MERLIN looks up, imploringly, at SOLOMON. His expression is warm. Laugh-lines crease the borders of his mouth, and soften the hardness of his ice-blue eyes.

          “It's this Xspace, isn't it?”

          “Yes, MERLIN, it is. Xspaces don't just pop up randomly. The have to have internal coherence. To even exist, an Xspace has to have what you might call a 'back-story'. After all, what explains these chesterfields? This rather nice rug? This entirely splendid 22-year-old scotch? This house? Even the view – this … well, this planetary prospect? And, most of all, the forms we now inhabit? They are more real than just illusions, you know. And the minds of the forms we inhabit? Such engaging clutter! All that stuff about 'Father Christmas' and 'skiing' and 'golf'. Now where did all that come from?” MERLIN was now quite unable to decide whether the Elder's question was rhetorical. In any event, she was all wrung out - she decided to let him answer it himself.

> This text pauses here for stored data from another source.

#[cfg(test)]
mod tests {
    use super::*;
    use crate::flash::mock::MockFlash;
    use bramble_protocol::SensorDataRecord;

    fn ring(sectors: u32) -> FlashRing<MockFlash> {
        let flash = MockFlash::new((sectors + 1) * SECTOR_SIZE as u32);
        FlashRing::init(flash).unwrap()
    }

    #[test]
    fn write_then_read_untransmitted_round_trips() {
        let mut r = ring(1);
        let rec = SensorDataRecord::new(100, 220, 5500);
        r.write_record(rec).unwrap();
        let (got, scanned) = r.read_untransmitted(10).unwrap();
        assert_eq!(got.len(), 1);
        assert_eq!(got[0].1.timestamp, 100);
        assert_eq!(scanned, 1);
        assert_eq!(r.untransmitted_count(), 1);
    }

    #[test]
    fn mark_transmitted_then_advance_drains_the_ring() {
        let mut r = ring(1);
        for i in 0..5 {
            r.write_record(SensorDataRecord::new(i, 0, 0)).unwrap();
        }
        let (batch, scanned) = r.read_untransmitted(10).unwrap();
        assert_eq!(batch.len(), 5);
        assert_eq!(scanned, 5);
        for (idx, _) in &batch {
            r.mark_transmitted(*idx).unwrap();
        }
        r.advance_read(5).unwrap();
        assert_eq!(r.untransmitted_count(), 0);
    }

    #[test]
    fn corrupted_slot_is_skipped_but_still_counted_as_scanned() {
        // Property 7 / §7: a CRC mismatch must not forward a corrupted
        // record into a batch, but the scan still has to cover it so the
        // caller can `advance_read` past it.
        let mut r = ring(1);
        r.write_record(SensorDataRecord::new(100, 50, 500)).unwrap();
        r.write_record(SensorDataRecord::new(101, 60, 600)).unwrap();

        let addr = r.record_address(0);
        // Clearing the temperature field's low byte changes the stored value
        // without touching the CRC, which a NOR flash corruption would do.
        r.flash.write_page(addr + 4, &[0x00]).unwrap();

        let (batch, scanned) = r.read_untransmitted(10).unwrap();
        assert_eq!(batch.len(), 1, "the corrupted record is skipped, the good one kept");
        assert_eq!(batch[0].1.timestamp, 101);
        assert_eq!(scanned, 2, "both slots are scanned even though one failed CRC");
    }

    #[test]
    fn stale_read_idx_skips_already_transmitted_slots() {
        // §4.4 safety net: read_untransmitted must not forward a record it
        // finds already marked transmitted, even if read_idx points at one.
        let mut r = ring(1);
        for i in 0..3 {
            r.write_record(SensorDataRecord::new(i, 0, 0)).unwrap();
        }
        let (batch, _) = r.read_untransmitted(10).unwrap();
        for (idx, _) in &batch {
            r.mark_transmitted(*idx).unwrap();
        }
        r.advance_read(3).unwrap();

        // Simulate a stale read_idx left behind by lost metadata.
        r.meta.read_idx = 0;
        let (batch2, scanned2) = r.read_untransmitted(10).unwrap();
        assert!(batch2.is_empty(), "every slot in range is already transmitted");
        assert_eq!(scanned2, 3);
    }

    #[test]
    fn partial_batch_ack_advances_only_persisted_count() {
        let mut r = ring(1);
        for i in 0..5 {
            r.write_record(SensorDataRecord::new(i, 0, 0)).unwrap();
        }
        // hub only persisted 3 of the 5 sent (§9 open question 1)
        r.advance_read(3).unwrap();
        assert_eq!(r.untransmitted_count(), 2);
    }

    #[test]
    fn write_record_never_persists_metadata_mid_sector() {
        let flash = MockFlash::new(2 * SECTOR_SIZE as u32);
        let mut r = FlashRing::init(flash).unwrap();
        for i in 0..5 {
            r.write_record(SensorDataRecord::new(i, 0, 0)).unwrap();
        }
        // No ack-driven call (mark_transmitted/advance_read) has happened,
        // so nothing should have re-saved the metadata sector since init.
        let FlashRing { mut flash, .. } = r;
        let mut meta_buf = [0u8; METADATA_SIZE];
        flash.read(0, &mut meta_buf).unwrap();
        let persisted = FlashRingMetadata::from_sector(&meta_buf).expect("init still wrote an initial sector");
        assert_eq!(persisted.write_idx, 0, "write_record must not checkpoint metadata on every call");

        // but a fresh open still recovers the true write_idx by scanning.
        let reopened = FlashRing::init(flash).unwrap();
        assert_eq!(reopened.meta.write_idx, 5);
    }

    #[test]
    fn wraparound_counts_overwritten_unread_records_as_lost() {
        let mut r = ring(1);
        let capacity = r.capacity();
        for i in 0..capacity {
            r.write_record(SensorDataRecord::new(i, 0, 0)).unwrap();
        }
        assert_eq!(r.stats().records_lost, 0);
        // one more record forces a sector erase, overwriting still-unread
        // records from the first sector's worth of writes.
        r.write_record(SensorDataRecord::new(9999, 0, 0)).unwrap();
        assert!(r.stats().records_lost > 0);
    }

    #[test]
    fn cold_start_reconstructs_write_and_read_indices() {
        let flash = MockFlash::new(2 * SECTOR_SIZE as u32);
        let mut r = FlashRing::init(flash).unwrap();
        for i in 0..10 {
            r.write_record(SensorDataRecord::new(i, 0, 0)).unwrap();
        }
        let (batch, _) = r.read_untransmitted(4).unwrap();
        for (idx, _) in batch {
            r.mark_transmitted(idx).unwrap();
        }
        r.advance_read(4).unwrap();

        // simulate the metadata sector being lost (power cut before save)
        // by corrupting it directly through a fresh handle's erase.
        let FlashRing { flash: mut inner, .. } = r;
        inner.erase_sector(0).unwrap();

        let reopened = FlashRing::init(inner).unwrap();
        assert_eq!(reopened.meta.write_idx, 10);
        assert_eq!(reopened.meta.read_idx, 4);
    }
}
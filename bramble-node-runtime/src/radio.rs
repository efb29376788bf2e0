//! Radio transport capability set (§4.2, grounded in the original
//! `radio_interface.h` virtual API). A single trait covering the subset of
//! that surface the runtime actually drives: half-duplex send/receive plus
//! the sleep/wake pair the wake-cycle state machine needs.

#[derive(Debug, Clone, Copy, PartialEq, Eq, thiserror::Error)]
pub enum RadioError {
    #[error("radio did not acknowledge the transport-level send")]
    SendFailed,
    #[error("receive buffer too small for the incoming frame")]
    BufferTooSmall,
    #[error("radio is asleep and must be woken before use")]
    Asleep,
    #[error("underlying transport is not responding")]
    NotConnected,
}

/// A half-duplex LoRa radio as seen by the node runtime. Implementors own
/// framing/CRC at the transport level if their hardware requires it; the
/// bytes crossing this trait are already-encoded `bramble_protocol` frames.
pub trait RadioPort {
    /// Transmit one frame. Blocks (in the firmware sense: polls until the
    /// hardware reports done) until the send completes or fails.
    fn send(&mut self, frame: &[u8]) -> Result<(), RadioError>;

    /// Non-blocking poll for an inbound frame. `Ok(None)` means nothing has
    /// arrived yet; this is called from the runtime's cooperative loop, never
    /// blocked on.
    fn try_receive(&mut self, buf: &mut [u8]) -> Result<Option<usize>, RadioError>;

    /// Last-measured received signal strength, dBm.
    fn rssi(&self) -> i16;

    fn sleep(&mut self) -> Result<(), RadioError>;
    fn wake(&mut self) -> Result<(), RadioError>;
}

#[cfg(test)]
pub mod mock {
    use super::*;
    use std::collections::VecDeque;

    /// A loopback-capable mock radio: frames pushed via `inject_rx` are
    /// returned by `try_receive`; frames sent via `send` are recorded for
    /// assertions.
    #[derive(Default)]
    pub struct MockRadio {
        pub sent: Vec<heapless::Vec<u8, 256>>,
        pub inbox: VecDeque<heapless::Vec<u8, 256>>,
        pub asleep: bool,
        pub fail_next_send: bool,
        pub rssi: i16,
    }

    impl MockRadio {
        pub fn new() -> Self {
            MockRadio {
                rssi: -80,
                ..Default::default()
            }
        }

        pub fn inject_rx(&mut self, frame: &[u8]) {
            let mut v = heapless::Vec::new();
            v.extend_from_slice(frame).unwrap();
            self.inbox.push_back(v);
        }
    }

    impl RadioPort for MockRadio {
        fn send(&mut self, frame: &[u8]) -> Result<(), RadioError> {
            if self.asleep {
                return Err(RadioError::Asleep);
            }
            if self.fail_next_send {
                self.fail_next_send = false;
                return Err(RadioError::SendFailed);
            }
            let mut v = heapless::Vec::new();
            v.extend_from_slice(frame).map_err(|_| RadioError::BufferTooSmall)?;
            self.sent.push(v);
            Ok(())
        }

        fn try_receive(&mut self, buf: &mut [u8]) -> Result<Option<usize>, RadioError> {
            if let Some(frame) = self.inbox.pop_front() {
                if frame.len() > buf.len() {
                    return Err(RadioError::BufferTooSmall);
                }
                buf[..frame.len()].copy_from_slice(&frame);
                Ok(Some(frame.len()))
            } else {
                Ok(None)
            }
        }

        fn rssi(&self) -> i16 {
            self.rssi
        }

        fn sleep(&mut self) -> Result<(), RadioError> {
            self.asleep = true;
            Ok(())
        }

        fn wake(&mut self) -> Result<(), RadioError> {
            self.asleep = false;
            Ok(())
        }
    }
}
#[cfg(test)]
mod tests {
    use super::*;
    use mock::MockPmuTransport;

    #[test]
    fn clear_to_send_produces_a_well_formed_frame() {
        let mut link = PmuLink::new(MockPmuTransport::default());
        link.clear_to_send(0).unwrap();
        let frame = &link.transport.written[0];
        assert_eq!(frame[0], PMU_FRAME_START);
        assert_eq!(*frame.last().unwrap(), PMU_FRAME_END);
        assert_eq!(frame[3], PmuCommand::ClearToSend as u8);
    }

    #[test]
    fn ack_clears_the_in_flight_command_and_dispatches_the_next() {
        let mut link = PmuLink::new(MockPmuTransport::default());
        let first = link.set_wake_interval(3600, 0).unwrap();
        let _second = link.get_wake_interval(0).unwrap();
        assert_eq!(link.transport.written.len(), 1, "only the front command sends immediately");

        link.transport.inject(200, PmuResponse::Ack as u8, &[first, PmuCommand::SetWakeInterval as u8]);
        let event = link.poll(0).unwrap().unwrap();
        assert_eq!(event, PmuEvent::Ack { seq: first, cmd: PmuCommand::SetWakeInterval as u8 });
        assert_eq!(link.transport.written.len(), 2, "dequeuing the front dispatches the next command");
        assert_eq!(link.queue_len(), 1);
    }

    #[test]
    fn unanswered_command_retries_with_capped_backoff() {
        let mut link = PmuLink::new(MockPmuTransport::default());
        link.clear_to_send(0).unwrap();
        assert_eq!(link.transport.written.len(), 1);

        assert_eq!(link.update(499).unwrap(), None);
        assert_eq!(link.update(500).unwrap(), Some(1));
        assert_eq!(link.transport.written.len(), 2);

        // second retry due at +1000ms from the first retry (500*2^1)
        assert_eq!(link.update(1499).unwrap(), None);
        assert_eq!(link.update(1500).unwrap(), Some(1));
        assert_eq!(link.transport.written.len(), 3);
    }

    #[test]
    fn retries_never_give_up() {
        let mut link = PmuLink::new(MockPmuTransport::default());
        link.clear_to_send(0).unwrap();
        let mut now = 0u32;
        for _ in 0..20 {
            now += 5_000;
            link.update(now).unwrap();
        }
        assert_eq!(link.queue_len(), 1, "PMU commands are retried indefinitely, never dropped");
    }

    #[test]
    fn wake_notification_round_trips_a_valid_state_blob() {
        let mut link = PmuLink::new(MockPmuTransport::default());
        let state = PmuPersistedState {
            version: bramble_protocol::pmu::PMU_STATE_VERSION,
            next_seq: 9,
            assigned_addr: 42,
            flash_read_idx: 1,
            flash_write_idx: 2,
        };
        let mut data: heapless::Vec<u8, 48> = heapless::Vec::new();
        data.push(WakeReason::External as u8).unwrap();
        data.push(0).unwrap(); // no schedule
        data.extend_from_slice(&[0u8; ScheduleEntry::SIZE]).unwrap();
        data.push(1).unwrap(); // state_valid
        data.extend_from_slice(&state.to_bytes()).unwrap();

        link.transport
            .inject(200, PmuResponse::WakeNotification as u8, &data);
        let event = link.poll(0).unwrap().unwrap();
        match event {
            PmuEvent::WakeNotification {
                reason,
                schedule,
                state_valid,
                state: parsed,
            } => {
                assert_eq!(reason, WakeReason::External);
                assert_eq!(schedule, None);
                assert!(state_valid);
                assert_eq!(parsed, Some(state));
            }
            other => panic!("expected WakeNotification, got {other:?}"),
        }
    }

    #[test]
    fn invalid_state_blob_is_surfaced_as_none_for_cold_start_fallback() {
        let mut link = PmuLink::new(MockPmuTransport::default());
        let mut data: heapless::Vec<u8, 48> = heapless::Vec::new();
        data.push(WakeReason::Periodic as u8).unwrap();
        data.push(0).unwrap();
        data.extend_from_slice(&[0u8; ScheduleEntry::SIZE]).unwrap();
        data.push(1).unwrap(); // claims valid...
        data.extend_from_slice(&[0u8; PMU_STATE_SIZE]).unwrap(); // ...but all-zero blob fails version check

        link.transport
            .inject(201, PmuResponse::WakeNotification as u8, &data);
        let event = link.poll(0).unwrap().unwrap();
        match event {
            PmuEvent::WakeNotification { state, .. } => assert_eq!(state, None),
            other => panic!("expected WakeNotification, got {other:?}"),
        }
    }

    #[test]
    fn corrupted_checksum_is_rejected() {
        let mut link = PmuLink::new(MockPmuTransport::default());
        link.transport.inject(1, PmuResponse::ScheduleComplete as u8, &[3]);
        let frame = link.transport.inbox.back_mut().unwrap();
        let last_data_idx = frame.len() - 3; // checksum byte precedes END
        frame[last_data_idx] ^= 0xFF;
        assert_eq!(link.poll(0), Err(PmuError::BadChecksum));
    }

    #[test]
    fn duplicate_wake_notification_within_ttl_is_suppressed() {
        let mut link = PmuLink::new(MockPmuTransport::default());
        let data = {
            let mut d: heapless::Vec<u8, 48> = heapless::Vec::new();
            d.push(WakeReason::Periodic as u8).unwrap();
            d.push(0).unwrap();
            d.extend_from_slice(&[0u8; ScheduleEntry::SIZE]).unwrap();
            d.push(0).unwrap();
            d.extend_from_slice(&[0u8; PMU_STATE_SIZE]).unwrap();
            d
        };
        link.transport.inject(50, PmuResponse::WakeNotification as u8, &data);
        link.transport.inject(50, PmuResponse::WakeNotification as u8, &data);

        assert!(link.poll(0).unwrap().is_some());
        assert!(link.poll(0).unwrap().is_none());
    }
}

          “From you, MERLIN – from you. You might not have realized it, but you created this Xspace, and everything in it. Everything. I congratulate – we congratulate you, on your good taste. Especially the scotch.”

          MERLIN had broken through her local credibility barrier. All she could now do was laugh. But this did not appear to be a joke. SOLOMON wasn't laughing. Neither was SATURN. Her laugh stuttered and stopped.

          “But still, why...?”

          “Look at it this way. It's the way we're made. To be sure, we live most of our lives in a fairly linear way, starting at the beginning, chasing the Drove, and fading out somewhere else, later. But we can do more than that. You know this. We are connected, you and me, and SATURN here, and all your young friends, to much else that is in the Continuum. Past, present – and future. Your Xspace gives us the best clue for your search for a suitable candidate. Your quest, if you will, for life. Really, it can only be a matter of instinct.”

SOLOMON let drop her hand with a final squeeze of reassurance, and raised his glass. The bright light of a westering winter sun sparkled in its brown depths. “It's just a hunch. But if I were in your position, I'd – well, I'd just follow the Islay.”